# [REQUIRED WORK]
Pull out every line below that holds the word "response".

####################

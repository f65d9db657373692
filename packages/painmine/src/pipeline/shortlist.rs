//! Decision shortlist stage - the 3-5 items a human actually reads.
//!
//! Hard filters first (viability, cluster size, trust, ignore list),
//! then cross-source validation boosts, then a log-scaled final score
//! so a huge cluster cannot drown out everything else. Selection is
//! all-or-nothing: fewer than three survivors means an empty list and
//! a report naming the filter that bit hardest. Phrasing comes from
//! the small model with one retry and a template fallback.

use serde::Deserialize;
use std::collections::HashMap;
use std::time::Instant;
use tracing::{info, warn};

use crate::error::Result;
use crate::pipeline::prompts::{fill, truncate_ellipsis, SHORTLIST_CONTENT_PROMPT, SYSTEM_PROMPT};
use crate::pipeline::score::{cluster_metrics, ClusterMetrics};
use crate::traits::ai::{Ai, ModelRole};
use crate::traits::store::{ClusterStore, EventStore, OpportunityStore};
use crate::types::{
    Opportunity, ShortlistConfig, ShortlistEntry, ShortlistReport, ShortlistStats,
};

/// Character caps for the generated strings.
const PROBLEM_MAX: usize = 200;
const MVP_MAX: usize = 150;
const WHY_NOW_MAX: usize = 150;

/// Cross-source validation boost levels.
const BOOST_ALIGNED: f32 = 2.0;
const BOOST_BROAD: f32 = 1.0;
const BOOST_MODERATE: f32 = 0.5;

#[derive(Debug, Deserialize)]
struct AiShortlistContent {
    problem: String,
    mvp: String,
    why_now: String,
}

/// One opportunity that survived the hard filters.
#[derive(Debug, Clone)]
pub struct Candidate {
    pub opportunity: Opportunity,
    pub metrics: ClusterMetrics,
    pub trust_level: f32,
    pub boost: f32,
    pub final_score: f32,
}

/// Trust for an opportunity: dominant subreddit override, else source.
pub fn trust_level(
    opportunity: &Opportunity,
    metrics: &ClusterMetrics,
    config: &ShortlistConfig,
) -> f32 {
    for subreddit in &metrics.subreddits {
        if let Some(trust) = config.subreddit_trust.get(subreddit) {
            return *trust;
        }
    }
    config
        .source_trust
        .get(&opportunity.source_type)
        .copied()
        .unwrap_or(0.5)
}

/// Cross-source validation boost (0.0, 0.5, 1.0 or 2.0).
///
/// Aligned clusters earn Level 1 regardless of size; the size levels
/// reward breadth across communities.
pub fn cross_source_boost(
    opportunity: &Opportunity,
    metrics: &ClusterMetrics,
    aligned_member_ids: &[String],
) -> f32 {
    if opportunity.source_type == "aligned"
        || aligned_member_ids.iter().any(|id| id == &opportunity.cluster_id)
    {
        return BOOST_ALIGNED;
    }
    if metrics.cluster_size >= 10 && metrics.cross_subreddit_count >= 3 {
        return BOOST_BROAD;
    }
    if metrics.cluster_size >= 8 && metrics.cross_subreddit_count >= 2 {
        return BOOST_MODERATE;
    }
    0.0
}

/// Log-scaled final score, clamped to [0,10].
pub fn final_score(viability: f32, cluster_size: usize, trust: f32, boost: f32) -> f32 {
    let size_factor = (cluster_size.max(1) as f32).log10() * 2.5;
    let mut score = viability + size_factor + trust * 1.5;
    if boost > 0.0 {
        score += 5.0 * boost * 0.1;
    }
    score.clamp(0.0, 10.0)
}

/// Apply diversity penalties to an already-sorted candidate list.
fn diversity_pass(candidates: &mut [Candidate]) {
    for i in 1..candidates.len() {
        let mut penalty = 1.0f32;
        for j in 0..i {
            let (earlier, later) = (&candidates[j], &candidates[i]);
            if earlier.opportunity.cluster_id == later.opportunity.cluster_id {
                penalty *= 0.7;
            } else if earlier.opportunity.source_type == later.opportunity.source_type
                && keyword_overlap(&earlier.opportunity, &later.opportunity) >= 0.6
            {
                penalty *= 0.90;
            } else if same_pain_type(&earlier.opportunity, &later.opportunity) {
                penalty *= 0.85;
            }
        }
        candidates[i].final_score = (candidates[i].final_score * penalty).clamp(0.0, 10.0);
    }
    candidates.sort_by(|a, b| {
        b.final_score
            .partial_cmp(&a.final_score)
            .unwrap_or(std::cmp::Ordering::Equal)
    });
}

fn keyword_set(opportunity: &Opportunity) -> Vec<String> {
    format!("{} {}", opportunity.name, opportunity.missing_capability)
        .to_lowercase()
        .split_whitespace()
        .filter(|w| w.len() > 3)
        .map(str::to_string)
        .collect()
}

fn keyword_overlap(a: &Opportunity, b: &Opportunity) -> f32 {
    let set_a = keyword_set(a);
    let set_b = keyword_set(b);
    if set_a.is_empty() || set_b.is_empty() {
        return 0.0;
    }
    let shared = set_a.iter().filter(|w| set_b.contains(w)).count();
    shared as f32 / set_a.len().min(set_b.len()) as f32
}

fn same_pain_type(a: &Opportunity, b: &Opportunity) -> bool {
    // Tool overlap is the observable proxy for pain-type overlap at
    // this stage; mapped opportunities carry their cluster's tools.
    !a.current_tools.is_empty()
        && a.current_tools
            .iter()
            .any(|t| b.current_tools.iter().any(|u| u.eq_ignore_ascii_case(t)))
}

/// Template fallback when content generation fails twice.
fn template_content(candidate: &Candidate) -> (String, String, String) {
    let opportunity = &candidate.opportunity;
    let communities = candidate.metrics.subreddits.join(", ");
    let problem = truncate_ellipsis(
        &format!(
            "Users in {} struggle with {} because existing tools fall short",
            communities, opportunity.missing_capability
        ),
        PROBLEM_MAX,
    );
    let mvp = truncate_ellipsis(
        &format!("A minimal tool that delivers {}", opportunity.missing_capability),
        MVP_MAX,
    );
    let why_now = truncate_ellipsis(
        &format!(
            "{} similar complaints across {} communities keep recurring",
            candidate.metrics.cluster_size,
            candidate.metrics.subreddits.len().max(1)
        ),
        WHY_NOW_MAX,
    );
    (problem, mvp, why_now)
}

async fn generate_content<A: Ai>(
    ai: &A,
    candidate: &Candidate,
) -> Option<(String, String, String)> {
    let opportunity = &candidate.opportunity;
    let prompt = fill(
        SHORTLIST_CONTENT_PROMPT,
        &[
            ("name", opportunity.name.clone()),
            ("description", opportunity.description.clone()),
            ("communities", candidate.metrics.subreddits.join(", ")),
            ("pain", opportunity.missing_capability.clone()),
        ],
    );

    // One retry on invalid JSON, then the caller falls back.
    for attempt in 0..2 {
        let response = match ai.chat_json(ModelRole::Small, SYSTEM_PROMPT, &prompt).await {
            Ok(response) => response,
            Err(err) => {
                warn!(attempt, "content generation failed: {err}");
                continue;
            }
        };
        match serde_json::from_str::<AiShortlistContent>(&response) {
            Ok(content) => {
                return Some((
                    truncate_ellipsis(&content.problem, PROBLEM_MAX),
                    truncate_ellipsis(&content.mvp, MVP_MAX),
                    truncate_ellipsis(&content.why_now, WHY_NOW_MAX),
                ));
            }
            Err(err) => warn!(attempt, "invalid content payload: {err}"),
        }
    }
    None
}

/// Build the decision shortlist.
pub async fn run_shortlist<S, A>(
    store: &S,
    ai: &A,
    config: &ShortlistConfig,
    report_limit: usize,
) -> Result<(ShortlistReport, ShortlistStats)>
where
    S: ClusterStore + EventStore + OpportunityStore,
    A: Ai,
{
    let started = Instant::now();
    let mut stats = ShortlistStats::default();

    let opportunities = store.opportunities(report_limit).await?;
    stats.considered = opportunities.len();

    let aligned_member_ids: Vec<String> = store
        .aligned_problems()
        .await?
        .into_iter()
        .flat_map(|p| p.cluster_ids)
        .collect();

    // 1. Hard filters, counting rejections per filter.
    let mut rejected_by: HashMap<&'static str, usize> = HashMap::new();
    let mut candidates: Vec<Candidate> = Vec::new();

    for opportunity in opportunities {
        let metrics = match cluster_metrics(store, &opportunity).await {
            Ok(metrics) => metrics,
            Err(err) => {
                warn!(cluster = %opportunity.cluster_id, "metrics unavailable: {err}");
                *rejected_by.entry("missing_cluster").or_default() += 1;
                continue;
            }
        };

        if opportunity.total_score < config.min_viability {
            *rejected_by.entry("viability").or_default() += 1;
            continue;
        }
        if metrics.cluster_size < config.min_cluster_size {
            *rejected_by.entry("cluster_size").or_default() += 1;
            continue;
        }
        let trust = trust_level(&opportunity, &metrics, config);
        if trust < config.min_trust {
            *rejected_by.entry("trust_level").or_default() += 1;
            continue;
        }
        let cluster_name = store
            .get_cluster(&opportunity.cluster_id)
            .await?
            .map(|c| c.name)
            .unwrap_or_else(|| opportunity.name.clone());
        if config.ignore_clusters.iter().any(|n| n == &cluster_name) {
            *rejected_by.entry("ignore_list").or_default() += 1;
            continue;
        }

        // 2-3. Boost and log-scaled final score.
        let boost = cross_source_boost(&opportunity, &metrics, &aligned_member_ids);
        let score = final_score(opportunity.total_score, metrics.cluster_size, trust, boost);
        candidates.push(Candidate {
            opportunity,
            metrics,
            trust_level: trust,
            boost,
            final_score: score,
        });
    }
    stats.passed_filters = candidates.len();

    // 4. Selection: strictly 0 or min..=max items.
    candidates.sort_by(|a, b| {
        b.final_score
            .partial_cmp(&a.final_score)
            .unwrap_or(std::cmp::Ordering::Equal)
    });
    if config.diversity_pass {
        diversity_pass(&mut candidates);
    }

    let report = if candidates.len() < config.min_candidates {
        let binding_filter = rejected_by
            .iter()
            .max_by_key(|(_, count)| *count)
            .map(|(name, _)| name.to_string());
        ShortlistReport {
            entries: vec![],
            considered: stats.considered,
            passed_filters: stats.passed_filters,
            binding_filter,
            generated_at: chrono::Utc::now(),
        }
    } else {
        candidates.truncate(config.max_candidates);
        let mut entries = Vec::with_capacity(candidates.len());
        for candidate in &candidates {
            // 5. Content generation with fallback.
            let (problem, mvp, why_now) = match generate_content(ai, candidate).await {
                Some(content) => content,
                None => {
                    stats.content_fallbacks += 1;
                    template_content(candidate)
                }
            };
            entries.push(ShortlistEntry {
                cluster_id: candidate.opportunity.cluster_id.clone(),
                name: candidate.opportunity.name.clone(),
                viability_score: candidate.opportunity.total_score,
                cluster_size: candidate.metrics.cluster_size,
                trust_level: candidate.trust_level,
                cross_source_boost: candidate.boost,
                final_score: candidate.final_score,
                problem,
                mvp,
                why_now,
            });
        }
        ShortlistReport {
            entries,
            considered: stats.considered,
            passed_filters: stats.passed_filters,
            binding_filter: None,
            generated_at: chrono::Utc::now(),
        }
    };

    stats.selected = report.entries.len();
    stats.elapsed_secs = started.elapsed().as_secs_f64();
    info!(
        considered = stats.considered,
        passed = stats.passed_filters,
        selected = stats.selected,
        "shortlist complete"
    );
    Ok((report, stats))
}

####################

# [TASK ANSWER]
        let response = match ai.chat_json(ModelRole::Small, SYSTEM_PROMPT, &prompt).await {
            Ok(response) => response,
        match serde_json::from_str::<AiShortlistContent>(&response) {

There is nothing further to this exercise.